I had to go to the small airport, and I called the local cab company. It has a Shamrock for a logo and an Irish name, but rarely am I greeted by anybody from the “old sod”.
This time it was a distinguished older gent driving, dressed better than I, and with a better command of the English language, too, I might add.
Eventually I asked about his accent. He was originally from Nigeria, and had come to the US long ago, and has been involved in a number of businesses, either as partner or owner.
“I was in the mortgage business, until the financial crash, then I opened a health food and herb store in the suburbs. It was in a poor location, so I recently moved it into the city of Chicago,” he said.
Then he laughed.
“You know what is funny,” he said. “They say the government here is not corrupt, but they drain everything out of you,” the taxi driver said. “They just don’t hold their hands out for it,” he added. “They make you sign things.”
As we drove the streets to the airport, Midway Airport — the small one that’s up for sale to the highest, lousy, corrupt bidder, no doubt with parking meter eyes.
“Yeah, they make it impossible,” said the taxi driver. “You need this license. You need that license. You have to pay this fee. You have to pay that fee. The fee doubles or the license is not granted unless some strange thing that is done nowhere else is done.” He paused. “I mean nowhere else in the world.” He then repeated to make sure I understood: “the world“.
The taxi driver then said he was going to take a trip soon.
“Where?” I asked.
“To Lagos, back home. You can live there. And you can party and have some fun, too. None of this afraid to go on vacation because your job may be eliminated while you are gone.”

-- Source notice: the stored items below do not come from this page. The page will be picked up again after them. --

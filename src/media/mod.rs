//! Post link to playable video resolution.
//!
//! # Architecture
//!
//! - [`MediaResolver`]: Async trait for one source-specific strategy
//! - [`Resolver`]: Tries resolvers in priority order, first video wins
//! - [`Source`]: The post's link plus an optional known direct link
//!
//! Built-in order: imgur → gfycat lookup → gfycat transcode (raw gifs only).
//! `None` tells the caller to fall back to showing the original URL as an
//! image.
//!
//! # Example
//!
//! ```rust,no_run
//! use vidlink::{Resolver, ResolverConfig, Source};
//!
//! # async fn example() -> anyhow::Result<()> {
//! let resolver = Resolver::from_config(&ResolverConfig::default())?;
//! let source = Source::new("https://gfycat.com/somename");
//!
//! if resolver.can_resolve(&source) {
//!     if let Some(video) = resolver.resolve(&source).await {
//!         println!("{video}");
//!     }
//! }
//! # Ok(())
//! # }
//! ```

pub mod gfycat;
pub mod gif;
pub mod imgur;
pub mod transcode;

use std::sync::Arc;

use async_trait::async_trait;
use serde::{Deserialize, Serialize};
use tracing::{debug, instrument};
use url::Url;

use crate::config::ResolverConfig;
use crate::diagnostics::{Diagnostics, TracingDiagnostics};
use crate::error::Result;
use crate::http_client::{HttpClient, Transport};
use crate::urls::{ends_with_ignore_case, last_segment};

/// The link to resolve, as submitted with a post.
#[derive(Debug, Clone, Default, PartialEq, Eq, Serialize, Deserialize)]
pub struct Source {
    /// The post's primary link.
    pub url: String,
    /// A direct media link the caller already knows about, if any.
    #[serde(default, skip_serializing_if = "Option::is_none")]
    pub alt_url: Option<String>,
}

impl Source {
    pub fn new(url: impl Into<String>) -> Self {
        Self {
            url: url.into(),
            alt_url: None,
        }
    }

    #[must_use]
    pub fn with_alt_url(mut self, alt_url: impl Into<String>) -> Self {
        self.alt_url = Some(alt_url.into());
        self
    }

    /// The alternate link, treating blank as absent.
    pub fn alt_url(&self) -> Option<&str> {
        self.alt_url
            .as_deref()
            .filter(|alt| !alt.trim().is_empty())
    }
}

/// One strategy for turning a [`Source`] into a video URL.
#[async_trait]
pub trait MediaResolver: Send + Sync {
    /// Provider name (e.g., "imgur", "gfycat").
    fn name(&self) -> &'static str;

    /// Cheap, network-free check whether this provider applies.
    fn can_handle(&self, source: &Source) -> bool;

    /// Resolve to a video URL. Failures are absorbed and yield `None`.
    async fn resolve(&self, source: &Source) -> Option<String>;
}

/// Tries [`MediaResolver`]s in registration order.
///
/// Stateless apart from the shared transport, so one instance can serve
/// concurrent resolutions.
pub struct Resolver {
    resolvers: Vec<Box<dyn MediaResolver>>,
}

impl Resolver {
    /// Create a resolver with the built-in providers.
    pub fn new(
        config: &ResolverConfig,
        transport: Arc<dyn Transport>,
        diagnostics: Arc<dyn Diagnostics>,
    ) -> Self {
        let resolvers: Vec<Box<dyn MediaResolver>> = vec![
            Box::new(imgur::ImgurResolver::new(
                &config.imgur,
                transport.clone(),
                config.http.max_fetch_attempts,
            )),
            Box::new(gfycat::GfycatLookupResolver::new(
                &config.gfycat,
                transport.clone(),
                diagnostics.clone(),
            )),
            Box::new(transcode::GfycatConverter::new(
                &config.gfycat,
                transport,
                diagnostics,
            )),
        ];

        Self { resolvers }
    }

    /// Create a resolver backed by [`HttpClient`] and [`TracingDiagnostics`].
    pub fn from_config(config: &ResolverConfig) -> Result<Self> {
        let client = HttpClient::from_config(&config.http)?;
        Ok(Self::new(config, Arc::new(client), Arc::new(TracingDiagnostics)))
    }

    /// Create a resolver with a custom provider list, highest priority first.
    pub fn from_resolvers(resolvers: Vec<Box<dyn MediaResolver>>) -> Self {
        Self { resolvers }
    }

    /// Append a provider with the lowest priority.
    pub fn push(&mut self, resolver: Box<dyn MediaResolver>) {
        self.resolvers.push(resolver);
    }

    /// Provider names in priority order.
    pub fn names(&self) -> Vec<&'static str> {
        self.resolvers.iter().map(|r| r.name()).collect()
    }

    /// `true` if any provider claims the source. Makes no network calls.
    pub fn can_resolve(&self, source: &Source) -> bool {
        self.resolvers.iter().any(|r| r.can_handle(source))
    }

    /// Resolve the source to a playable video URL.
    ///
    /// Returns `None` if no provider yields one; the caller should then
    /// show `source.url` as an image.
    #[instrument(skip(self, source), fields(url = %source.url))]
    pub async fn resolve(&self, source: &Source) -> Option<String> {
        for resolver in &self.resolvers {
            if !resolver.can_handle(source) {
                continue;
            }

            debug!("Trying media resolver: {}", resolver.name());
            let Some(candidate) = resolver.resolve(source).await else {
                continue;
            };

            if is_playable(&candidate) {
                debug!(resolver = resolver.name(), video = %candidate, "Resolved");
                return Some(candidate);
            }
            debug!(
                resolver = resolver.name(),
                candidate = %candidate,
                "Discarding candidate that is not a playable video URL"
            );
        }

        debug!("No media resolver produced a video");
        None
    }
}

/// Absolute URL that isn't a bare `.gif`.
fn is_playable(candidate: &str) -> bool {
    let Ok(url) = Url::parse(candidate) else {
        return false;
    };
    !last_segment(&url).is_some_and(|segment| ends_with_ignore_case(segment, ".gif"))
}
//! Error type shared by the transport, the page fetcher and the providers.
//!
//! None of these errors escape [`Resolver::resolve`](crate::Resolver::resolve):
//! providers turn them into "no resolution" at their boundary.

use thiserror::Error;

/// Failure of a single resolution step.
#[derive(Error, Debug)]
pub enum ResolveError {
    #[error("HTTP error: {0}")]
    Http(#[from] reqwest::Error),

    #[error("HTTP {status} from {url}")]
    Status { status: u16, url: String },

    #[error("IO error: {0}")]
    Io(#[from] std::io::Error),

    #[error("JSON error: {0}")]
    Json(#[from] serde_json::Error),

    #[error("Invalid URL: {0}")]
    Url(#[from] url::ParseError),

    #[error("Alias redirects did not settle after {0} fetch attempts")]
    RedirectLoop(usize),

    #[error("Response is missing `{0}`")]
    MissingField(&'static str),

    #[error("Decode task failed: {0}")]
    Task(#[from] tokio::task::JoinError),
}

pub type Result<T> = std::result::Result<T, ResolveError>;
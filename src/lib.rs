//! `vidlink` - Post link to playable video resolver
//!
//! # Features
//!
//! - **Imgur**: `.gif`/`.gifv` rewrite to `.mp4`, media-ID page scraping
//! - **Gfycat**: item lookup API
//! - **Transcode fallback**: raw `.gif` links converted through gfycat
//! - **Stateless**: one [`Resolver`] can serve concurrent resolutions
//!
//! # Example
//!
//! ```rust,no_run
//! use vidlink::{Resolver, ResolverConfig, Source};
//!
//! #[tokio::main]
//! async fn main() -> anyhow::Result<()> {
//!     let resolver = Resolver::from_config(&ResolverConfig::default())?;
//!     match resolver.resolve(&Source::new("https://imgur.com/abc123.gifv")).await {
//!         Some(video) => println!("play {video}"),
//!         None => println!("show as image"),
//!     }
//!     Ok(())
//! }
//! ```

pub mod config;
pub mod diagnostics;
pub mod error;
pub mod fetch;
pub mod http_client;
pub mod media;
pub mod meta;
mod urls;

#[cfg(test)]
mod testing;

pub use config::{load_config, load_config_from, ResolverConfig};
pub use diagnostics::{Diagnostics, TracingDiagnostics};
pub use error::ResolveError;
pub use fetch::{HostAlias, PageFetcher};
pub use http_client::{FetchedPage, HttpClient, Transport};
pub use media::{MediaResolver, Resolver, Source};

/// Version of vidlink
pub const VERSION: &str = env!("CARGO_PKG_VERSION");
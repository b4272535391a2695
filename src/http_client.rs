//! HTTP transport
//!
//! Features:
//! - HTTP/2 negotiated adaptively, TLS 1.3 via rustls
//! - Brotli, Zstd, Gzip compression (auto-negotiated)
//! - Connection pooling with keep-alive
//! - Bodies exposed as async readers so JSON is decoded off the wire

use std::fmt;
use std::future::Future;
use std::io;
use std::pin::Pin;
use std::task::{Context, Poll};
use std::time::Duration;

use async_trait::async_trait;
use futures::TryStreamExt;
use reqwest::Client;
use serde::de::DeserializeOwned;
use tokio::io::{AsyncRead, AsyncReadExt, ReadBuf};
use tokio_util::io::{StreamReader, SyncIoBridge};
use tokio_util::sync::{CancellationToken, WaitForCancellationFutureOwned};
use tracing::{debug, info, instrument};
use url::Url;

use crate::config::HttpConfig;
use crate::error::{ResolveError, Result};

/// Streaming response body.
pub type Body = Box<dyn AsyncRead + Send + Unpin>;

/// A successful response: where it was actually served from, and its body.
pub struct FetchedPage {
    /// Final URL after any redirects the transport followed.
    pub url: Url,
    pub body: Body,
}

impl fmt::Debug for FetchedPage {
    fn fmt(&self, f: &mut fmt::Formatter<'_>) -> fmt::Result {
        f.debug_struct("FetchedPage")
            .field("url", &self.url.as_str())
            .finish_non_exhaustive()
    }
}

/// Issues GET requests on behalf of the providers.
///
/// Implementations must be safe to share across concurrent resolutions.
/// Non-2xx responses are reported as [`ResolveError::Status`].
#[async_trait]
pub trait Transport: Send + Sync {
    async fn get(&self, url: &Url) -> Result<FetchedPage>;
}

/// reqwest-backed [`Transport`].
#[derive(Debug, Clone)]
pub struct HttpClient {
    client: Client,
}

impl HttpClient {
    /// Create a client with default settings
    pub fn new() -> Result<Self> {
        Self::from_config(&HttpConfig::default())
    }

    /// Create a client from transport settings
    pub fn from_config(config: &HttpConfig) -> Result<Self> {
        let client = Client::builder()
            // Don't assume HTTP/2 - let server negotiate
            .http2_adaptive_window(true)
            // Keep connections alive for reuse across resolutions
            .pool_max_idle_per_host(10)
            .pool_idle_timeout(Duration::from_secs(90))
            .tcp_keepalive(Duration::from_secs(60))
            .tcp_nodelay(true)
            .use_rustls_tls()
            .brotli(true)
            .zstd(true)
            .gzip(true)
            .deflate(true)
            .user_agent(config.user_agent.as_str())
            .connect_timeout(Duration::from_secs(config.connect_timeout_secs))
            .timeout(Duration::from_secs(config.timeout_secs))
            .redirect(reqwest::redirect::Policy::limited(config.max_redirects))
            .build()?;

        Ok(Self { client })
    }
}

#[async_trait]
impl Transport for HttpClient {
    #[instrument(skip(self), fields(url = %url))]
    async fn get(&self, url: &Url) -> Result<FetchedPage> {
        debug!("Fetching");
        let response = self.client.get(url.clone()).send().await?;

        info!(
            status = %response.status(),
            version = ?response.version(),
            final_url = %response.url(),
            "Response received"
        );

        let status = response.status();
        if !status.is_success() {
            return Err(ResolveError::Status {
                status: status.as_u16(),
                url: response.url().to_string(),
            });
        }

        let final_url = response.url().clone();
        let stream = Box::pin(response.bytes_stream().map_err(io::Error::other));

        Ok(FetchedPage {
            url: final_url,
            body: Box::new(StreamReader::new(stream)),
        })
    }
}

/// Read at most `limit` bytes of a body as text.
///
/// Invalid UTF-8 is replaced rather than rejected; pages are only scanned
/// for meta tags.
pub async fn read_text(body: Body, limit: u64) -> Result<String> {
    let mut bytes = Vec::new();
    body.take(limit).read_to_end(&mut bytes).await?;
    Ok(String::from_utf8_lossy(&bytes).into_owned())
}

/// Decode a JSON body straight from the stream.
///
/// The payload is never collected into a `String`; `serde_json` pulls bytes
/// through a blocking bridge on the blocking pool. Dropping the returned
/// future aborts the decode and releases the body.
pub async fn read_json<T>(body: Body) -> Result<T>
where
    T: DeserializeOwned + Send + 'static,
{
    let token = CancellationToken::new();
    let _abort_on_drop = token.clone().drop_guard();

    let reader = io::BufReader::new(SyncIoBridge::new(CancellableBody::new(body, token)));
    let value =
        tokio::task::spawn_blocking(move || serde_json::from_reader::<_, T>(reader)).await??;
    Ok(value)
}

/// Body that fails every read, and drops the underlying stream, once its
/// token is cancelled.
struct CancellableBody {
    inner: Option<Body>,
    cancelled: Pin<Box<WaitForCancellationFutureOwned>>,
}

impl CancellableBody {
    fn new(body: Body, token: CancellationToken) -> Self {
        Self {
            inner: Some(body),
            cancelled: Box::pin(token.cancelled_owned()),
        }
    }
}

impl AsyncRead for CancellableBody {
    fn poll_read(
        self: Pin<&mut Self>,
        cx: &mut Context<'_>,
        buf: &mut ReadBuf<'_>,
    ) -> Poll<io::Result<()>> {
        let this = self.get_mut();
        if this.inner.is_some() && this.cancelled.as_mut().poll(cx).is_ready() {
            this.inner = None;
        }

        match this.inner.as_mut() {
            Some(inner) => Pin::new(inner).poll_read(cx, buf),
            None => Poll::Ready(Err(io::Error::new(
                io::ErrorKind::ConnectionAborted,
                "body read cancelled",
            ))),
        }
    }
}
//! Fallback: have gfycat transcode a raw `.gif` into a video.

use std::sync::Arc;

use async_trait::async_trait;
use serde::Deserialize;
use url::Url;

use super::gif::is_raw_gif_url;
use super::{MediaResolver, Source};
use crate::config::GfycatConfig;
use crate::diagnostics::{Diagnostics, GFYCAT_CONVERT_FAILED};
use crate::error::{ResolveError, Result};
use crate::http_client::{read_json, Transport};

/// Gfycat transcode provider. Handles any URL that looks like a raw gif.
pub struct GfycatConverter {
    endpoint: String,
    transport: Arc<dyn Transport>,
    diagnostics: Arc<dyn Diagnostics>,
}

impl GfycatConverter {
    pub fn new(
        config: &GfycatConfig,
        transport: Arc<dyn Transport>,
        diagnostics: Arc<dyn Diagnostics>,
    ) -> Self {
        Self {
            endpoint: config.transcode_endpoint.clone(),
            transport,
            diagnostics,
        }
    }

    /// Transcode request URL with `raw_gif_url` in the `fetchUrl` parameter.
    pub fn build_convert_url(&self, raw_gif_url: &str) -> Result<Url> {
        Ok(Url::parse_with_params(&self.endpoint, &[("fetchUrl", raw_gif_url)])?)
    }

    /// Ask the transcode endpoint for a video of `raw_gif_url`.
    ///
    /// Failures are reported to diagnostics and yield `None`.
    pub async fn convert(&self, raw_gif_url: &str) -> Option<String> {
        if raw_gif_url.is_empty() {
            return None;
        }

        match self.fetch_mp4_url(raw_gif_url).await {
            Ok(mp4_url) => Some(mp4_url),
            Err(e) => {
                self.diagnostics.report_unexpected_event(GFYCAT_CONVERT_FAILED, &e);
                None
            }
        }
    }

    async fn fetch_mp4_url(&self, raw_gif_url: &str) -> Result<String> {
        let url = self.build_convert_url(raw_gif_url)?;
        tracing::debug!("Requesting gfycat transcode: {}", url);

        let page = self.transport.get(&url).await?;
        let response: TranscodeResponse = read_json(page.body).await?;

        response
            .mp4_url
            .filter(|mp4_url| !mp4_url.trim().is_empty())
            .ok_or(ResolveError::MissingField("mp4Url"))
    }
}

#[async_trait]
impl MediaResolver for GfycatConverter {
    fn name(&self) -> &'static str {
        "gfycat-transcode"
    }

    fn can_handle(&self, source: &Source) -> bool {
        is_raw_gif_url(&source.url)
    }

    async fn resolve(&self, source: &Source) -> Option<String> {
        if !self.can_handle(source) {
            return None;
        }
        self.convert(&source.url).await
    }
}

#[derive(Debug, Deserialize)]
struct TranscodeResponse {
    #[serde(rename = "mp4Url")]
    mp4_url: Option<String>,
}

#[cfg(test)]
mod tests {
    use super::*;
    use crate::testing::{RecordingDiagnostics, ScriptedTransport};

    const ENDPOINT: &str = "https://upload.gfycat.com/transcode";

    fn converter(
        transport: &Arc<ScriptedTransport>,
        diagnostics: &Arc<RecordingDiagnostics>,
    ) -> GfycatConverter {
        GfycatConverter::new(&GfycatConfig::default(), transport.clone(), diagnostics.clone())
    }

    #[test]
    fn convert_url_encodes_fetch_url() {
        let transport = Arc::new(ScriptedTransport::new());
        let diagnostics = Arc::new(RecordingDiagnostics::default());
        let url = converter(&transport, &diagnostics)
            .build_convert_url("https://example.com/cat.gif?a=1&b=2")
            .unwrap();

        assert_eq!(url.path(), "/transcode");
        let pairs: Vec<(String, String)> = url.query_pairs().into_owned().collect();
        assert_eq!(
            pairs,
            vec![("fetchUrl".to_string(), "https://example.com/cat.gif?a=1&b=2".to_string())]
        );
    }

    #[tokio::test]
    async fn converts_raw_gif() {
        let transport = Arc::new(ScriptedTransport::new().page(
            ENDPOINT,
            r#"{"gfyname":"converted","mp4Url":"https://giant.gfycat.com/converted.mp4"}"#,
        ));
        let diagnostics = Arc::new(RecordingDiagnostics::default());

        let video = converter(&transport, &diagnostics)
            .resolve(&Source::new("https://example.com/cat.gif"))
            .await;
        assert_eq!(video.as_deref(), Some("https://giant.gfycat.com/converted.mp4"));

        let requests = transport.requests();
        assert_eq!(requests.len(), 1);
        assert!(requests[0].starts_with("https://upload.gfycat.com/transcode?fetchUrl="));
    }

    #[tokio::test]
    async fn skips_non_gif_sources() {
        let transport = Arc::new(ScriptedTransport::new());
        let diagnostics = Arc::new(RecordingDiagnostics::default());

        let video = converter(&transport, &diagnostics)
            .resolve(&Source::new("https://example.com/page.html"))
            .await;
        assert_eq!(video, None);
        assert!(transport.requests().is_empty());
    }

    #[tokio::test]
    async fn empty_input_makes_no_request() {
        let transport = Arc::new(ScriptedTransport::new());
        let diagnostics = Arc::new(RecordingDiagnostics::default());

        assert_eq!(converter(&transport, &diagnostics).convert("").await, None);
        assert!(transport.requests().is_empty());
    }

    #[tokio::test]
    async fn missing_mp4_url_is_reported() {
        let transport = Arc::new(
            ScriptedTransport::new().page(ENDPOINT, r#"{"isOk":false,"error":"too large"}"#),
        );
        let diagnostics = Arc::new(RecordingDiagnostics::default());

        let video = converter(&transport, &diagnostics)
            .convert("https://example.com/huge.gif")
            .await;
        assert_eq!(video, None);
        assert_eq!(diagnostics.events(), vec![GFYCAT_CONVERT_FAILED]);
    }

    #[tokio::test]
    async fn http_failure_is_reported() {
        let transport = Arc::new(ScriptedTransport::new().status(ENDPOINT, 502));
        let diagnostics = Arc::new(RecordingDiagnostics::default());

        let video = converter(&transport, &diagnostics)
            .convert("https://example.com/cat.gif")
            .await;
        assert_eq!(video, None);
        assert_eq!(diagnostics.events(), vec![GFYCAT_CONVERT_FAILED]);
    }
}
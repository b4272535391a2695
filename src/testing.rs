//! In-memory collaborators for unit tests.

use std::collections::{HashMap, VecDeque};
use std::io::Cursor;
use std::sync::Mutex;

use async_trait::async_trait;
use url::{Position, Url};

use crate::diagnostics::Diagnostics;
use crate::error::{ResolveError, Result};
use crate::http_client::{FetchedPage, Transport};

#[derive(Debug, Clone)]
enum Reply {
    Served { from: String, body: String },
    Status(u16),
}

/// Transport that answers from a fixed script and records every request.
///
/// Routes match on scheme, host and path; the query is ignored. Each route
/// replays its replies in order and keeps repeating the last one.
#[derive(Debug, Default)]
pub(crate) struct ScriptedTransport {
    routes: Mutex<HashMap<String, VecDeque<Reply>>>,
    requests: Mutex<Vec<String>>,
}

fn route_key(url: &str) -> String {
    let url = Url::parse(url).expect("scripted route must be absolute");
    url[..Position::AfterPath].to_string()
}

impl ScriptedTransport {
    pub(crate) fn new() -> Self {
        Self::default()
    }

    fn push(self, url: &str, reply: Reply) -> Self {
        self.routes
            .lock()
            .unwrap()
            .entry(route_key(url))
            .or_default()
            .push_back(reply);
        self
    }

    /// Serve `body` from `url` itself.
    pub(crate) fn page(self, url: &str, body: &str) -> Self {
        let from = url.to_string();
        self.push(url, Reply::Served { from, body: body.to_string() })
    }

    /// Serve `body` as if the transport had been redirected to `served_from`.
    pub(crate) fn redirect(self, url: &str, served_from: &str, body: &str) -> Self {
        self.push(
            url,
            Reply::Served {
                from: served_from.to_string(),
                body: body.to_string(),
            },
        )
    }

    /// Always bounce `url` to `served_from`.
    pub(crate) fn redirect_always(self, url: &str, served_from: &str) -> Self {
        self.redirect(url, served_from, "")
    }

    /// Fail `url` with an HTTP status.
    pub(crate) fn status(self, url: &str, status: u16) -> Self {
        self.push(url, Reply::Status(status))
    }

    /// Full URLs requested so far, in order.
    pub(crate) fn requests(&self) -> Vec<String> {
        self.requests.lock().unwrap().clone()
    }
}

#[async_trait]
impl Transport for ScriptedTransport {
    async fn get(&self, url: &Url) -> Result<FetchedPage> {
        self.requests.lock().unwrap().push(url.to_string());

        let reply = {
            let mut routes = self.routes.lock().unwrap();
            routes.get_mut(&url[..Position::AfterPath]).and_then(|queue| {
                if queue.len() > 1 {
                    queue.pop_front()
                } else {
                    queue.front().cloned()
                }
            })
        };

        match reply {
            Some(Reply::Served { from, body }) => Ok(FetchedPage {
                url: Url::parse(&from)?,
                body: Box::new(Cursor::new(body.into_bytes())),
            }),
            Some(Reply::Status(status)) => Err(ResolveError::Status {
                status,
                url: url.to_string(),
            }),
            None => Err(ResolveError::Status {
                status: 404,
                url: url.to_string(),
            }),
        }
    }
}

/// Diagnostics sink that remembers event names.
#[derive(Debug, Default)]
pub(crate) struct RecordingDiagnostics {
    events: Mutex<Vec<String>>,
}

impl RecordingDiagnostics {
    pub(crate) fn events(&self) -> Vec<String> {
        self.events.lock().unwrap().clone()
    }
}

impl Diagnostics for RecordingDiagnostics {
    fn report_unexpected_event(&self, event: &str, _error: &ResolveError) {
        self.events.lock().unwrap().push(event.to_string());
    }
}
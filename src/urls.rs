//! Small URL helpers shared by the providers.

use url::Url;

/// Last non-empty path segment, or `None` for a root path.
pub fn last_segment(url: &Url) -> Option<&str> {
    url.path_segments()?.rev().find(|s| !s.is_empty())
}

/// `true` if `host` is `domain` or a subdomain of it, ignoring case.
pub fn host_matches(url: &Url, domain: &str) -> bool {
    let Some(host) = url.host_str() else {
        return false;
    };
    let host = host.to_ascii_lowercase();
    let domain = domain.to_ascii_lowercase();

    host == domain
        || host
            .strip_suffix(&domain)
            .is_some_and(|prefix| prefix.ends_with('.'))
}

/// Strip `suffix` from the end of `s`, comparing ASCII case-insensitively.
pub fn strip_suffix_ignore_case<'a>(s: &'a str, suffix: &str) -> Option<&'a str> {
    let split = s.len().checked_sub(suffix.len())?;
    if !s.is_char_boundary(split) {
        return None;
    }
    let (head, tail) = s.split_at(split);
    tail.eq_ignore_ascii_case(suffix).then_some(head)
}

/// `true` if `s` ends with `suffix`, ignoring ASCII case.
pub fn ends_with_ignore_case(s: &str, suffix: &str) -> bool {
    strip_suffix_ignore_case(s, suffix).is_some()
}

I told him I knew several people that that happened to. He probably hears “true cab confessions” and fears all the time, so I thought he was just voicing the half-hearted but truth laced jokes told by some of his taxi patrons while on their way to sun and sand.
“Yeah, business is slow at the store, so I just put somebody there, and I am doing this (driving the taxi).”
“To keep the cash coming in,” I said.
“I will put the store online eventually, and I am going to spend a month in Nigeria looking for business opportunities and a better life.”
I know the power of a bribe. I’ve done it myself in foreign countries. Not for business reasons, but to ensure prompt service — or any service at all. I know business people in different countries, and they say that a little bakshish always is the best way to go to get things done. And it’s simple too. No forms to fill out, no pleading before committee’s for this or that, or hiring expensive attorneys. It is just cash and carry. Drop the bills in the hand, sometimes in an envelope and sometimes not.
We arrived at Midway. The “For Sale” sign right under the Mayor Rahm welcomes you sign. Just kidding about that. For now.
I wished my new friend luck in Nigeria, said that I would stop at his his store, because god knows there has to be a magical (legal) herb not regulated by the FDA that can make me feel better about a taxi driver wanting to get the hell out of Chicago and look for green pastures in Nigeria.
I’ve been to Africa, I said, but only northern.
“You should come to Nigeria,” he said.
Right now it was to St. Louis, the former “gateway to the West” and opportunity. I thought about Horace Greeley’s old saying of “Go West, young man….”
I wondered now about going east and somewhat south.